» **Work required**
Look through the data below. Collect every line where the word "routing" occurs.

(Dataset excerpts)
# # # #

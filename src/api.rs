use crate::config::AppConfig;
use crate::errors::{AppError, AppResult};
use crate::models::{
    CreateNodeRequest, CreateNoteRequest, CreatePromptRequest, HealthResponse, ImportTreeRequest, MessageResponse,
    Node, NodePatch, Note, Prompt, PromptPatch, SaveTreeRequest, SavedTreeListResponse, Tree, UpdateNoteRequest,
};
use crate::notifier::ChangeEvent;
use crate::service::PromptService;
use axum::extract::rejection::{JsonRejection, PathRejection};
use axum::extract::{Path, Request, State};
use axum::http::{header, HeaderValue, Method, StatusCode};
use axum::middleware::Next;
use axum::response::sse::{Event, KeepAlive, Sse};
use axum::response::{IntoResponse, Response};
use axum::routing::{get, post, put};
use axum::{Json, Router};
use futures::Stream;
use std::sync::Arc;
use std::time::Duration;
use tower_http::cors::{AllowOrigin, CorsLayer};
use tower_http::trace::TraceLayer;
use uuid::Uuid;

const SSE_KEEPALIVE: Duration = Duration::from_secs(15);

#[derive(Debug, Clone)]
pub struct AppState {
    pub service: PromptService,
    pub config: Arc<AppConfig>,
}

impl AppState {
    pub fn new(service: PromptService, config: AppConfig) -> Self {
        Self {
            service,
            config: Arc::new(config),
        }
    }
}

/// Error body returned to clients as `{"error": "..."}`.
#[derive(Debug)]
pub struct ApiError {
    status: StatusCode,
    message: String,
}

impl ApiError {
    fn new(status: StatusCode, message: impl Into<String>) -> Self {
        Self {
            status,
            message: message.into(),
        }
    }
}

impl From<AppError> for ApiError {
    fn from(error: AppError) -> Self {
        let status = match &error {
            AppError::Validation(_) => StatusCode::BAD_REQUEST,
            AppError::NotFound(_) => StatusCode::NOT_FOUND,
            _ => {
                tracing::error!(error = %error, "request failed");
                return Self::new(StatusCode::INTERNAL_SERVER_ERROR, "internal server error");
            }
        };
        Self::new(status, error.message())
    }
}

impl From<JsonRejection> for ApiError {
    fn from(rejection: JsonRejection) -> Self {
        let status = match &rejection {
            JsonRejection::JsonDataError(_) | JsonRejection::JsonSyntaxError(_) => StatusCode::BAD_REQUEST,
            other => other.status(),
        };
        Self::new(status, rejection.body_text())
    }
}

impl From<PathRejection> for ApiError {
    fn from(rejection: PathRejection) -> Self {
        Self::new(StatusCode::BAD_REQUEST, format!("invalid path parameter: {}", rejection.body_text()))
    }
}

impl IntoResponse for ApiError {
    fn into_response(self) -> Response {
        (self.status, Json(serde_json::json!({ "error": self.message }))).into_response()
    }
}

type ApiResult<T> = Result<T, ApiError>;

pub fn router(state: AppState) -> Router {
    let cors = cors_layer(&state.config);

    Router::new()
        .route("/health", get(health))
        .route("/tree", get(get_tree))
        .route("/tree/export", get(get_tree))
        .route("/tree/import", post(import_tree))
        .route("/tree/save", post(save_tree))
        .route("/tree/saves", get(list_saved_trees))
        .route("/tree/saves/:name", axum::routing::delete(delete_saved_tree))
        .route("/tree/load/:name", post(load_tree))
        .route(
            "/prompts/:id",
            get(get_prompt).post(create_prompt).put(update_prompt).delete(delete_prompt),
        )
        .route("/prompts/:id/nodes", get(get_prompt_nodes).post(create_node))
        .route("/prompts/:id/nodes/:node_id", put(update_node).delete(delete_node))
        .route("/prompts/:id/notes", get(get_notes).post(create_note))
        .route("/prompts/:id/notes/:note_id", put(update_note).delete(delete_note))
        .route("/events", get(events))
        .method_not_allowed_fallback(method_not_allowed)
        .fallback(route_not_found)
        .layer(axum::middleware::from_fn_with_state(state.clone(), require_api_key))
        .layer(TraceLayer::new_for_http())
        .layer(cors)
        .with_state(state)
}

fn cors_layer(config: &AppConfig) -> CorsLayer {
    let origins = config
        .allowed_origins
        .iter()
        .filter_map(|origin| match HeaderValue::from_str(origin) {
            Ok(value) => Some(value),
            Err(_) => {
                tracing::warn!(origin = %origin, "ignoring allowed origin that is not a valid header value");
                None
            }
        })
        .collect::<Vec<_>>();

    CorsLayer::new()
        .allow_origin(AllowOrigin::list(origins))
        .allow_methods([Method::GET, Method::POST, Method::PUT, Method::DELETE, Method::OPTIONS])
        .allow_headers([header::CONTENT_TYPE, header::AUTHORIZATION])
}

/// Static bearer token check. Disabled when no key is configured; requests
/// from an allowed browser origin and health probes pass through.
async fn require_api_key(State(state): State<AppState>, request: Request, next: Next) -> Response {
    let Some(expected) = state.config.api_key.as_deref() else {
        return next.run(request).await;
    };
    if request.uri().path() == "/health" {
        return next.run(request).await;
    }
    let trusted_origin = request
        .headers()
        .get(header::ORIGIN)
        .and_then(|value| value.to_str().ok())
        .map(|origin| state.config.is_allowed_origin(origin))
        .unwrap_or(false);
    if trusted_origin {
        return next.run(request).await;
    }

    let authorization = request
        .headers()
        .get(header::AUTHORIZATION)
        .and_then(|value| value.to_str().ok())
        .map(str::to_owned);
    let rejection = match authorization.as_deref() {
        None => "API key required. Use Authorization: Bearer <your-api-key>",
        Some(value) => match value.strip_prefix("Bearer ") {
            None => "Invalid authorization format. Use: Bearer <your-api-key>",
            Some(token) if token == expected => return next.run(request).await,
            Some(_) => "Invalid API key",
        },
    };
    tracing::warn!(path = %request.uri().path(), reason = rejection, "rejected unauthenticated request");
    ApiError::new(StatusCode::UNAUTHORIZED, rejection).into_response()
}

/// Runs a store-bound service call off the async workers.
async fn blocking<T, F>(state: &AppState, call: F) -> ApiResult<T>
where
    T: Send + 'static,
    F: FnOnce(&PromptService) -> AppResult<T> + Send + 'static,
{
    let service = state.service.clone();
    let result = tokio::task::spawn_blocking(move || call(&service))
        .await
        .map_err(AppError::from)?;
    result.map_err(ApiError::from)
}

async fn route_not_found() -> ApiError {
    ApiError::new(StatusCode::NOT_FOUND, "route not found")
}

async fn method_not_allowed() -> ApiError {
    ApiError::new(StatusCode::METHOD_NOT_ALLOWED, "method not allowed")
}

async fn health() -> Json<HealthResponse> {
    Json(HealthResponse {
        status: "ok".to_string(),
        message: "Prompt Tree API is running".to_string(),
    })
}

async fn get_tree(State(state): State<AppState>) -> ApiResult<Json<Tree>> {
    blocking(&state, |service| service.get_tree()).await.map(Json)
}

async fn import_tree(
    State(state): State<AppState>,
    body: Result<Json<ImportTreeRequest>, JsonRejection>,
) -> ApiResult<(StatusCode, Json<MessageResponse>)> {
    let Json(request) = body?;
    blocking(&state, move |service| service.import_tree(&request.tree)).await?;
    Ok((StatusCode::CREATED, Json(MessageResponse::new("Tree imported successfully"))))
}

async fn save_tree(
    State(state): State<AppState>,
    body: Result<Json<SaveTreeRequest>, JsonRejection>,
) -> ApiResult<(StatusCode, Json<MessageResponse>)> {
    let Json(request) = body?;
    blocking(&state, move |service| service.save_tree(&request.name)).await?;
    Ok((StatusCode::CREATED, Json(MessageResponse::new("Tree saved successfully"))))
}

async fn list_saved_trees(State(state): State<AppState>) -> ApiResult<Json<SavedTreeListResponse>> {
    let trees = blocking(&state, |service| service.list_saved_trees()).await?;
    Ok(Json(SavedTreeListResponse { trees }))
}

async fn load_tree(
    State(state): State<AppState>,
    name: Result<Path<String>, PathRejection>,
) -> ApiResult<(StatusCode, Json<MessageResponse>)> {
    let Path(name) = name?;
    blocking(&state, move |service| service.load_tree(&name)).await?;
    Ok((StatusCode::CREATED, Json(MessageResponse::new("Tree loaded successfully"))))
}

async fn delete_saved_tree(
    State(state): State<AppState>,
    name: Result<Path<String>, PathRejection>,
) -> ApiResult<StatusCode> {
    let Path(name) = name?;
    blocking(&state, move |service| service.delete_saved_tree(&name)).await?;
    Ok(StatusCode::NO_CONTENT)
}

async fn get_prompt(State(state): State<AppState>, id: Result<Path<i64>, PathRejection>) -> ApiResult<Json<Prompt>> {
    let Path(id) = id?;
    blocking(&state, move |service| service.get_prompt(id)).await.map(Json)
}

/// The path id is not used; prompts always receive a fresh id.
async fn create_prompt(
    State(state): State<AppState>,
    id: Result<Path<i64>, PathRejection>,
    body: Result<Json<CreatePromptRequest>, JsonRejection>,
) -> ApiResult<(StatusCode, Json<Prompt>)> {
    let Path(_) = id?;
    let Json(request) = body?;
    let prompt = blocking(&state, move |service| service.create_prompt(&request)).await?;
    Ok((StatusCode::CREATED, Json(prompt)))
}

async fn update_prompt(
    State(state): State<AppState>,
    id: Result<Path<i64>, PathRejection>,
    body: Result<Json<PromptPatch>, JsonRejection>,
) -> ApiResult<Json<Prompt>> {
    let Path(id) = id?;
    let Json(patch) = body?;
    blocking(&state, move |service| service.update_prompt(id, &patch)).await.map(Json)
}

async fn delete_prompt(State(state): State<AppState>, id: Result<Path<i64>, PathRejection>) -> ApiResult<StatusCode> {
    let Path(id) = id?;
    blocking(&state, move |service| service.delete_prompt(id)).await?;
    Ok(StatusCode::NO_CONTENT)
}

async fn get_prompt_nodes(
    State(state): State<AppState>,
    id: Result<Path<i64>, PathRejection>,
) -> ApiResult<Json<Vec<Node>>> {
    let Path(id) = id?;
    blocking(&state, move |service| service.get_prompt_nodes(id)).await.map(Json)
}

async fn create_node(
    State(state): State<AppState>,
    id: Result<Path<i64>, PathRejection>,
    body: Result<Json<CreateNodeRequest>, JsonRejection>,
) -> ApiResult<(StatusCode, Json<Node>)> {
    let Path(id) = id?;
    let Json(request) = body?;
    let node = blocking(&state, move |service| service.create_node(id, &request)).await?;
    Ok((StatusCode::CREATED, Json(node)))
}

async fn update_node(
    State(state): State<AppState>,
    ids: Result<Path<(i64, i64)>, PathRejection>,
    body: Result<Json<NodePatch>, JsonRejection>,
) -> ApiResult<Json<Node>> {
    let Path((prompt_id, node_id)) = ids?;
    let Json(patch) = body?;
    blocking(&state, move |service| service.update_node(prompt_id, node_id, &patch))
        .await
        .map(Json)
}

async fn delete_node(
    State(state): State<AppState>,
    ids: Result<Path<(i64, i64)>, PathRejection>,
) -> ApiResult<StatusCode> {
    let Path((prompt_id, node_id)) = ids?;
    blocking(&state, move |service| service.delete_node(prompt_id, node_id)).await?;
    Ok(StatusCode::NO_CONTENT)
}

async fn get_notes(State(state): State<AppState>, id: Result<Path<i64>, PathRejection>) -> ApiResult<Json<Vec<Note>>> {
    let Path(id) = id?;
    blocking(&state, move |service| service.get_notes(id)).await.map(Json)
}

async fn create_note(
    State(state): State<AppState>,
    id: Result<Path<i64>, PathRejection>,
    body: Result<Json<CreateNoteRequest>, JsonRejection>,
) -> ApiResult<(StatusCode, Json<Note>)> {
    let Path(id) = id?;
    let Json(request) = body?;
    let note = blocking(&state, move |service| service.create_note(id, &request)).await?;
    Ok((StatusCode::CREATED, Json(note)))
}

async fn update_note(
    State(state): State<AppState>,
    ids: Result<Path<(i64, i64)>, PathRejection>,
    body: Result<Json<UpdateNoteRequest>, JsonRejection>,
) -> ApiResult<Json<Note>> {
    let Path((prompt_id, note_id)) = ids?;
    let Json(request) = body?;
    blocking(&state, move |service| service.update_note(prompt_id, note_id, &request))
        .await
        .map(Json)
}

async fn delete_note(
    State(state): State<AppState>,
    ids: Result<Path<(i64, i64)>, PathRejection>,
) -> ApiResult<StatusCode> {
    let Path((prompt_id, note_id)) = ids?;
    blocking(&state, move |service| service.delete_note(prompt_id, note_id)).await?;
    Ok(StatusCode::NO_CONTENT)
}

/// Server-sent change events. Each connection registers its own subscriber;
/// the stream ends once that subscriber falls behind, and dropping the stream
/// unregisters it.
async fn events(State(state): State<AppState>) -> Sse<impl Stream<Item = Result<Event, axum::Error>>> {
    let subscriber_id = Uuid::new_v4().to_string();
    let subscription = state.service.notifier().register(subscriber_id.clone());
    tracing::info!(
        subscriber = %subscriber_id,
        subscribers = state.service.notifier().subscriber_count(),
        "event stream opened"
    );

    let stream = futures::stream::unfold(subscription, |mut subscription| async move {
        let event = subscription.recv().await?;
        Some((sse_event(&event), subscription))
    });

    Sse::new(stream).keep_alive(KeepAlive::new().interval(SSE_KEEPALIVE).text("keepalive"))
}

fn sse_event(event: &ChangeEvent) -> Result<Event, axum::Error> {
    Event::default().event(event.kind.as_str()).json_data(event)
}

# # # #

» **Output for this exercise**
use axum::routing::{get, post, put};
        .route("/tree/saves/:name", axum::routing::delete(delete_saved_tree))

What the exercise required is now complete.